What the task requires -
Reproduce each record exactly, leaving nothing out.
━━━ Data for this exercise ━━━
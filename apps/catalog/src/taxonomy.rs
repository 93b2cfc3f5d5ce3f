//! Compiled-in taxonomy seeds: areas and niches.
//!
//! These lists are the source of truth for the two fixed taxonomy levels.
//! Sync upserts them on every run; rows are never deleted, so removing an
//! entry here only stops it from being refreshed.

pub struct AreaSeed {
    pub area_type: &'static str,
    pub name_en: &'static str,
    pub name_pt: &'static str,
    pub icon: &'static str,
    pub color: &'static str,
    pub sort_order: i32,
}

pub struct NicheSeed {
    pub slug: &'static str,
    pub area_type: &'static str,
    pub name_en: &'static str,
    pub name_pt: &'static str,
    pub icon: &'static str,
    pub sort_order: i32,
}

pub const AREAS: &[AreaSeed] = &[
    AreaSeed {
        area_type: "development",
        name_en: "Development",
        name_pt: "Desenvolvimento",
        icon: "code",
        color: "#3B82F6",
        sort_order: 1,
    },
    AreaSeed {
        area_type: "infrastructure",
        name_en: "Infrastructure",
        name_pt: "Infraestrutura",
        icon: "server",
        color: "#8B5CF6",
        sort_order: 2,
    },
    AreaSeed {
        area_type: "data",
        name_en: "Data & AI",
        name_pt: "Dados & IA",
        icon: "chart-bar",
        color: "#10B981",
        sort_order: 3,
    },
    AreaSeed {
        area_type: "design",
        name_en: "Design",
        name_pt: "Design",
        icon: "pen-tool",
        color: "#F59E0B",
        sort_order: 4,
    },
    AreaSeed {
        area_type: "management",
        name_en: "Management",
        name_pt: "Gestão",
        icon: "users",
        color: "#EF4444",
        sort_order: 5,
    },
];

pub const NICHES: &[NicheSeed] = &[
    // development
    NicheSeed { slug: "frontend", area_type: "development", name_en: "Frontend", name_pt: "Frontend", icon: "layout", sort_order: 1 },
    NicheSeed { slug: "backend", area_type: "development", name_en: "Backend", name_pt: "Backend", icon: "cpu", sort_order: 2 },
    NicheSeed { slug: "mobile", area_type: "development", name_en: "Mobile", name_pt: "Mobile", icon: "smartphone", sort_order: 3 },
    NicheSeed { slug: "games", area_type: "development", name_en: "Game Development", name_pt: "Desenvolvimento de Jogos", icon: "gamepad", sort_order: 4 },
    NicheSeed { slug: "blockchain", area_type: "development", name_en: "Blockchain", name_pt: "Blockchain", icon: "link", sort_order: 5 },
    NicheSeed { slug: "testing", area_type: "development", name_en: "Testing & QA", name_pt: "Testes & QA", icon: "check-circle", sort_order: 6 },
    NicheSeed { slug: "developer-tools", area_type: "development", name_en: "Developer Tools", name_pt: "Ferramentas de Desenvolvimento", icon: "tool", sort_order: 7 },
    // infrastructure
    NicheSeed { slug: "devops", area_type: "infrastructure", name_en: "DevOps", name_pt: "DevOps", icon: "refresh-cw", sort_order: 1 },
    NicheSeed { slug: "cloud", area_type: "infrastructure", name_en: "Cloud", name_pt: "Nuvem", icon: "cloud", sort_order: 2 },
    NicheSeed { slug: "databases", area_type: "infrastructure", name_en: "Databases", name_pt: "Bancos de Dados", icon: "database", sort_order: 3 },
    NicheSeed { slug: "security", area_type: "infrastructure", name_en: "Security", name_pt: "Segurança", icon: "shield", sort_order: 4 },
    // data
    NicheSeed { slug: "data-science", area_type: "data", name_en: "Data Science", name_pt: "Ciência de Dados", icon: "trending-up", sort_order: 1 },
    NicheSeed { slug: "machine-learning", area_type: "data", name_en: "Machine Learning", name_pt: "Aprendizado de Máquina", icon: "brain", sort_order: 2 },
    NicheSeed { slug: "data-engineering", area_type: "data", name_en: "Data Engineering", name_pt: "Engenharia de Dados", icon: "git-merge", sort_order: 3 },
    // design
    NicheSeed { slug: "ui-ux", area_type: "design", name_en: "UI/UX", name_pt: "UI/UX", icon: "figma", sort_order: 1 },
    NicheSeed { slug: "graphic-design", area_type: "design", name_en: "Graphic Design", name_pt: "Design Gráfico", icon: "image", sort_order: 2 },
    // management
    NicheSeed { slug: "agile", area_type: "management", name_en: "Agile & Methodologies", name_pt: "Metodologias Ágeis", icon: "repeat", sort_order: 1 },
    NicheSeed { slug: "product", area_type: "management", name_en: "Product", name_pt: "Produto", icon: "box", sort_order: 2 },
    NicheSeed { slug: "collaboration", area_type: "management", name_en: "Collaboration", name_pt: "Colaboração", icon: "message-circle", sort_order: 3 },
];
━━━
The answer -
filename apps/catalog/src/taxonomy.rs
repository 93b2cfc3f5d5ce3f
//! Compiled-in taxonomy seeds: areas and niches.
//!
//! These lists are the source of truth for the two fixed taxonomy levels.
//! Sync upserts them on every run; rows are never deleted, so removing an
//! entry here only stops it from being refreshed.

pub struct AreaSeed {
    pub area_type: &'static str,
    pub name_en: &'static str,
    pub name_pt: &'static str,
    pub icon: &'static str,
    pub color: &'static str,
    pub sort_order: i32,
}

pub struct NicheSeed {
    pub slug: &'static str,
    pub area_type: &'static str,
    pub name_en: &'static str,
    pub name_pt: &'static str,
    pub icon: &'static str,
    pub sort_order: i32,
}

pub const AREAS: &[AreaSeed] = &[
    AreaSeed {
        area_type: "development",
        name_en: "Development",
        name_pt: "Desenvolvimento",
        icon: "code",
        color: "#3B82F6",
        sort_order: 1,
    },
    AreaSeed {
        area_type: "infrastructure",
        name_en: "Infrastructure",
        name_pt: "Infraestrutura",
        icon: "server",
        color: "#8B5CF6",
        sort_order: 2,
    },
    AreaSeed {
        area_type: "data",
        name_en: "Data & AI",
        name_pt: "Dados & IA",
        icon: "chart-bar",
        color: "#10B981",
        sort_order: 3,
    },
    AreaSeed {
        area_type: "design",
        name_en: "Design",
        name_pt: "Design",
        icon: "pen-tool",
        color: "#F59E0B",
        sort_order: 4,
    },
    AreaSeed {
        area_type: "management",
        name_en: "Management",
        name_pt: "Gestão",
        icon: "users",
        color: "#EF4444",
        sort_order: 5,
    },
];

pub const NICHES: &[NicheSeed] = &[
    // development
    NicheSeed { slug: "frontend", area_type: "development", name_en: "Frontend", name_pt: "Frontend", icon: "layout", sort_order: 1 },
    NicheSeed { slug: "backend", area_type: "development", name_en: "Backend", name_pt: "Backend", icon: "cpu", sort_order: 2 },
    NicheSeed { slug: "mobile", area_type: "development", name_en: "Mobile", name_pt: "Mobile", icon: "smartphone", sort_order: 3 },
    NicheSeed { slug: "games", area_type: "development", name_en: "Game Development", name_pt: "Desenvolvimento de Jogos", icon: "gamepad", sort_order: 4 },
    NicheSeed { slug: "blockchain", area_type: "development", name_en: "Blockchain", name_pt: "Blockchain", icon: "link", sort_order: 5 },
    NicheSeed { slug: "testing", area_type: "development", name_en: "Testing & QA", name_pt: "Testes & QA", icon: "check-circle", sort_order: 6 },
    NicheSeed { slug: "developer-tools", area_type: "development", name_en: "Developer Tools", name_pt: "Ferramentas de Desenvolvimento", icon: "tool", sort_order: 7 },
    // infrastructure
    NicheSeed { slug: "devops", area_type: "infrastructure", name_en: "DevOps", name_pt: "DevOps", icon: "refresh-cw", sort_order: 1 },
    NicheSeed { slug: "cloud", area_type: "infrastructure", name_en: "Cloud", name_pt: "Nuvem", icon: "cloud", sort_order: 2 },
    NicheSeed { slug: "databases", area_type: "infrastructure", name_en: "Databases", name_pt: "Bancos de Dados", icon: "database", sort_order: 3 },
    NicheSeed { slug: "security", area_type: "infrastructure", name_en: "Security", name_pt: "Segurança", icon: "shield", sort_order: 4 },
    // data
    NicheSeed { slug: "data-science", area_type: "data", name_en: "Data Science", name_pt: "Ciência de Dados", icon: "trending-up", sort_order: 1 },
    NicheSeed { slug: "machine-learning", area_type: "data", name_en: "Machine Learning", name_pt: "Aprendizado de Máquina", icon: "brain", sort_order: 2 },
    NicheSeed { slug: "data-engineering", area_type: "data", name_en: "Data Engineering", name_pt: "Engenharia de Dados", icon: "git-merge", sort_order: 3 },
    // design
    NicheSeed { slug: "ui-ux", area_type: "design", name_en: "UI/UX", name_pt: "UI/UX", icon: "figma", sort_order: 1 },
    NicheSeed { slug: "graphic-design", area_type: "design", name_en: "Graphic Design", name_pt: "Design Gráfico", icon: "image", sort_order: 2 },
    // management
    NicheSeed { slug: "agile", area_type: "management", name_en: "Agile & Methodologies", name_pt: "Metodologias Ágeis", icon: "repeat", sort_order: 1 },
    NicheSeed { slug: "product", area_type: "management", name_en: "Product", name_pt: "Produto", icon: "box", sort_order: 2 },
    NicheSeed { slug: "collaboration", area_type: "management", name_en: "Collaboration", name_pt: "Colaboração", icon: "message-circle", sort_order: 3 },
];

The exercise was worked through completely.